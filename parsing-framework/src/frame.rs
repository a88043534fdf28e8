use std::fmt;
use std::sync::Arc;

/// Per-activation attribute storage of a rule.
///
/// A fresh frame is created every time a rule is entered and dropped when
/// it returns, so recursive activations of the same rule never observe each
/// other's values. The frame holds:
///
/// - the synthesized value the rule returns, if any,
/// - the inherited attributes popped from the value stack on entry,
/// - the rule's declared local variables,
/// - the values returned by nonterminal instances called from the body.
pub struct AttributeFrame<V> {
    value: Option<V>,
    inherited: Vec<(Arc<str>, V)>,
    locals: Vec<(Arc<str>, Option<V>)>,
    instances: Vec<(Arc<str>, V)>,
}

impl<V> AttributeFrame<V> {
    /// Creates an empty frame with the given local variable slots.
    pub fn new(locals: &[Arc<str>]) -> Self {
        Self {
            value: None,
            inherited: Vec::new(),
            locals: locals.iter().map(|name| (Arc::clone(name), None)).collect(),
            instances: Vec::new(),
        }
    }

    pub fn value(&self) -> Option<&V> {
        self.value.as_ref()
    }

    pub fn value_mut(&mut self) -> Option<&mut V> {
        self.value.as_mut()
    }

    pub fn set_value(&mut self, value: V) {
        self.value = Some(value);
    }

    pub fn take_value(&mut self) -> Option<V> {
        self.value.take()
    }

    pub fn inherited(&self, name: &str) -> Option<&V> {
        self.inherited
            .iter()
            .find(|(key, _)| &**key == name)
            .map(|(_, value)| value)
    }

    pub fn inherited_mut(&mut self, name: &str) -> Option<&mut V> {
        self.inherited
            .iter_mut()
            .find(|(key, _)| &**key == name)
            .map(|(_, value)| value)
    }

    pub(crate) fn bind_inherited(&mut self, name: Arc<str>, value: V) {
        self.inherited.push((name, value));
    }

    pub fn local(&self, name: &str) -> Option<&V> {
        self.locals
            .iter()
            .find(|(key, _)| &**key == name)
            .and_then(|(_, value)| value.as_ref())
    }

    pub fn local_mut(&mut self, name: &str) -> Option<&mut V> {
        self.locals
            .iter_mut()
            .find(|(key, _)| &**key == name)
            .and_then(|(_, value)| value.as_mut())
    }

    /// Stores a local variable. Returns `false` if the rule declares no
    /// local of that name.
    pub fn set_local(&mut self, name: &str, value: V) -> bool {
        match self.locals.iter_mut().find(|(key, _)| &**key == name) {
            Some((_, slot)) => {
                *slot = Some(value);
                true
            }
            None => false,
        }
    }

    pub fn take_local(&mut self, name: &str) -> Option<V> {
        self.locals
            .iter_mut()
            .find(|(key, _)| &**key == name)
            .and_then(|(_, value)| value.take())
    }

    /// The value most recently returned by the nonterminal instance `name`.
    pub fn instance(&self, name: &str) -> Option<&V> {
        self.instances
            .iter()
            .find(|(key, _)| &**key == name)
            .map(|(_, value)| value)
    }

    pub fn take_instance(&mut self, name: &str) -> Option<V> {
        let index = self.instances.iter().position(|(key, _)| &**key == name)?;
        Some(self.instances.swap_remove(index).1)
    }

    pub(crate) fn set_instance(&mut self, name: &Arc<str>, value: V) {
        match self.instances.iter_mut().find(|(key, _)| key == name) {
            Some((_, slot)) => *slot = value,
            None => self.instances.push((Arc::clone(name), value)),
        }
    }
}

impl<V> Default for AttributeFrame<V> {
    fn default() -> Self {
        Self::new(&[])
    }
}

impl<V: fmt::Debug> fmt::Debug for AttributeFrame<V> {
    fn fmt(&self, f: &mut fmt::Formatter<'_>) -> fmt::Result {
        f.debug_struct("AttributeFrame")
            .field("value", &self.value)
            .field("inherited", &self.inherited)
            .field("locals", &self.locals)
            .field("instances", &self.instances)
            .finish()
    }
}
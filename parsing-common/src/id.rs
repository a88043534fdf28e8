/// Dense index of a rule in a parsing domain's rule table.
#[derive(Debug, Clone, Copy, PartialEq, Eq, PartialOrd, Ord, Hash)]
pub struct RuleId(u32);

impl RuleId {
    pub fn new(index: usize) -> Self {
        Self(index as u32)
    }

    pub fn index(self) -> usize {
        self.0 as usize
    }
}

/// Index of a grammar in a parsing domain.
#[derive(Debug, Clone, Copy, PartialEq, Eq, PartialOrd, Ord, Hash)]
pub struct GrammarId(u32);

impl GrammarId {
    pub fn new(index: usize) -> Self {
        Self(index as u32)
    }

    pub fn index(self) -> usize {
        self.0 as usize
    }
}
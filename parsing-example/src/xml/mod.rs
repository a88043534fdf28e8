//! An event-driven XML parser built on a single grammar, `xml.XmlGrammar`.

pub mod grammar;
pub mod processor;

pub use processor::{EventRecorder, SharedProcessor, XmlEvent, XmlProcessor, XmlValue};

use parsing_framework::{GrammarError, ParseLog, ParseOptions, ParserConfig, ParsingDomain, ParsingError};

pub struct XmlParser {
    domain: ParsingDomain<XmlValue>,
}

impl XmlParser {
    pub fn new() -> Result<Self, GrammarError> {
        Self::with_config(ParserConfig::default())
    }

    pub fn with_config(config: ParserConfig) -> Result<Self, GrammarError> {
        let domain = ParsingDomain::builder()
            .config(config)
            .grammar(grammar::grammar())?
            .build();
        Ok(Self { domain })
    }

    pub fn domain(&self) -> &ParsingDomain<XmlValue> {
        &self.domain
    }

    /// Parses a document, reporting its structure to `processor`.
    pub fn parse(
        &self,
        input: &str,
        file_name: &str,
        processor: SharedProcessor,
    ) -> Result<(), ParsingError> {
        self.parse_with(input, ParseOptions::new().file(0, file_name), processor)
    }

    /// Like [`parse`](Self::parse), writing a rule trace to `log`.
    pub fn trace(
        &self,
        input: &str,
        file_name: &str,
        processor: SharedProcessor,
        log: ParseLog,
    ) -> Result<(), ParsingError> {
        self.parse_with(input, ParseOptions::new().file(0, file_name).log(log), processor)
    }

    fn parse_with(
        &self,
        input: &str,
        options: ParseOptions<XmlValue>,
        processor: SharedProcessor,
    ) -> Result<(), ParsingError> {
        let grammar = self.domain.require(&format!("xml.{}", grammar::NAME))?;
        let options = options.arg(XmlValue::Processor(processor));
        grammar.parse_with(input.chars().collect::<Vec<_>>().into(), options)?;
        Ok(())
    }
}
════════
What needs to be done – Please set down the material above once more, word for word.

Answer to this exercise –
filename parsing-framework/src/frame.rs
repository a88043534fdf28e8
use std::fmt;
use std::sync::Arc;

/// Per-activation attribute storage of a rule.
///
/// A fresh frame is created every time a rule is entered and dropped when
/// it returns, so recursive activations of the same rule never observe each
/// other's values. The frame holds:
///
/// - the synthesized value the rule returns, if any,
/// - the inherited attributes popped from the value stack on entry,
/// - the rule's declared local variables,
/// - the values returned by nonterminal instances called from the body.
pub struct AttributeFrame<V> {
    value: Option<V>,
    inherited: Vec<(Arc<str>, V)>,
    locals: Vec<(Arc<str>, Option<V>)>,
    instances: Vec<(Arc<str>, V)>,
}

impl<V> AttributeFrame<V> {
    /// Creates an empty frame with the given local variable slots.
    pub fn new(locals: &[Arc<str>]) -> Self {
        Self {
            value: None,
            inherited: Vec::new(),
            locals: locals.iter().map(|name| (Arc::clone(name), None)).collect(),
            instances: Vec::new(),
        }
    }

    pub fn value(&self) -> Option<&V> {
        self.value.as_ref()
    }

    pub fn value_mut(&mut self) -> Option<&mut V> {
        self.value.as_mut()
    }

    pub fn set_value(&mut self, value: V) {
        self.value = Some(value);
    }

    pub fn take_value(&mut self) -> Option<V> {
        self.value.take()
    }

    pub fn inherited(&self, name: &str) -> Option<&V> {
        self.inherited
            .iter()
            .find(|(key, _)| &**key == name)
            .map(|(_, value)| value)
    }

    pub fn inherited_mut(&mut self, name: &str) -> Option<&mut V> {
        self.inherited
            .iter_mut()
            .find(|(key, _)| &**key == name)
            .map(|(_, value)| value)
    }

    pub(crate) fn bind_inherited(&mut self, name: Arc<str>, value: V) {
        self.inherited.push((name, value));
    }

    pub fn local(&self, name: &str) -> Option<&V> {
        self.locals
            .iter()
            .find(|(key, _)| &**key == name)
            .and_then(|(_, value)| value.as_ref())
    }

    pub fn local_mut(&mut self, name: &str) -> Option<&mut V> {
        self.locals
            .iter_mut()
            .find(|(key, _)| &**key == name)
            .and_then(|(_, value)| value.as_mut())
    }

    /// Stores a local variable. Returns `false` if the rule declares no
    /// local of that name.
    pub fn set_local(&mut self, name: &str, value: V) -> bool {
        match self.locals.iter_mut().find(|(key, _)| &**key == name) {
            Some((_, slot)) => {
                *slot = Some(value);
                true
            }
            None => false,
        }
    }

    pub fn take_local(&mut self, name: &str) -> Option<V> {
        self.locals
            .iter_mut()
            .find(|(key, _)| &**key == name)
            .and_then(|(_, value)| value.take())
    }

    /// The value most recently returned by the nonterminal instance `name`.
    pub fn instance(&self, name: &str) -> Option<&V> {
        self.instances
            .iter()
            .find(|(key, _)| &**key == name)
            .map(|(_, value)| value)
    }

    pub fn take_instance(&mut self, name: &str) -> Option<V> {
        let index = self.instances.iter().position(|(key, _)| &**key == name)?;
        Some(self.instances.swap_remove(index).1)
    }

    pub(crate) fn set_instance(&mut self, name: &Arc<str>, value: V) {
        match self.instances.iter_mut().find(|(key, _)| key == name) {
            Some((_, slot)) => *slot = value,
            None => self.instances.push((Arc::clone(name), value)),
        }
    }
}

impl<V> Default for AttributeFrame<V> {
    fn default() -> Self {
        Self::new(&[])
    }
}

impl<V: fmt::Debug> fmt::Debug for AttributeFrame<V> {
    fn fmt(&self, f: &mut fmt::Formatter<'_>) -> fmt::Result {
        f.debug_struct("AttributeFrame")
            .field("value", &self.value)
            .field("inherited", &self.inherited)
            .field("locals", &self.locals)
            .field("instances", &self.instances)
            .finish()
    }
}
filename parsing-common/src/id.rs
repository a88043534fdf28e8
/// Dense index of a rule in a parsing domain's rule table.
#[derive(Debug, Clone, Copy, PartialEq, Eq, PartialOrd, Ord, Hash)]
pub struct RuleId(u32);

impl RuleId {
    pub fn new(index: usize) -> Self {
        Self(index as u32)
    }

    pub fn index(self) -> usize {
        self.0 as usize
    }
}

/// Index of a grammar in a parsing domain.
#[derive(Debug, Clone, Copy, PartialEq, Eq, PartialOrd, Ord, Hash)]
pub struct GrammarId(u32);

impl GrammarId {
    pub fn new(index: usize) -> Self {
        Self(index as u32)
    }

    pub fn index(self) -> usize {
        self.0 as usize
    }
}
filename parsing-example/src/xml/mod.rs
repository a88043534fdf28e8
//! An event-driven XML parser built on a single grammar, `xml.XmlGrammar`.

pub mod grammar;
pub mod processor;

pub use processor::{EventRecorder, SharedProcessor, XmlEvent, XmlProcessor, XmlValue};

use parsing_framework::{GrammarError, ParseLog, ParseOptions, ParserConfig, ParsingDomain, ParsingError};

pub struct XmlParser {
    domain: ParsingDomain<XmlValue>,
}

impl XmlParser {
    pub fn new() -> Result<Self, GrammarError> {
        Self::with_config(ParserConfig::default())
    }

    pub fn with_config(config: ParserConfig) -> Result<Self, GrammarError> {
        let domain = ParsingDomain::builder()
            .config(config)
            .grammar(grammar::grammar())?
            .build();
        Ok(Self { domain })
    }

    pub fn domain(&self) -> &ParsingDomain<XmlValue> {
        &self.domain
    }

    /// Parses a document, reporting its structure to `processor`.
    pub fn parse(
        &self,
        input: &str,
        file_name: &str,
        processor: SharedProcessor,
    ) -> Result<(), ParsingError> {
        self.parse_with(input, ParseOptions::new().file(0, file_name), processor)
    }

    /// Like [`parse`](Self::parse), writing a rule trace to `log`.
    pub fn trace(
        &self,
        input: &str,
        file_name: &str,
        processor: SharedProcessor,
        log: ParseLog,
    ) -> Result<(), ParsingError> {
        self.parse_with(input, ParseOptions::new().file(0, file_name).log(log), processor)
    }

    fn parse_with(
        &self,
        input: &str,
        options: ParseOptions<XmlValue>,
        processor: SharedProcessor,
    ) -> Result<(), ParsingError> {
        let grammar = self.domain.require(&format!("xml.{}", grammar::NAME))?;
        let options = options.arg(XmlValue::Processor(processor));
        grammar.parse_with(input.chars().collect::<Vec<_>>().into(), options)?;
        Ok(())
    }
}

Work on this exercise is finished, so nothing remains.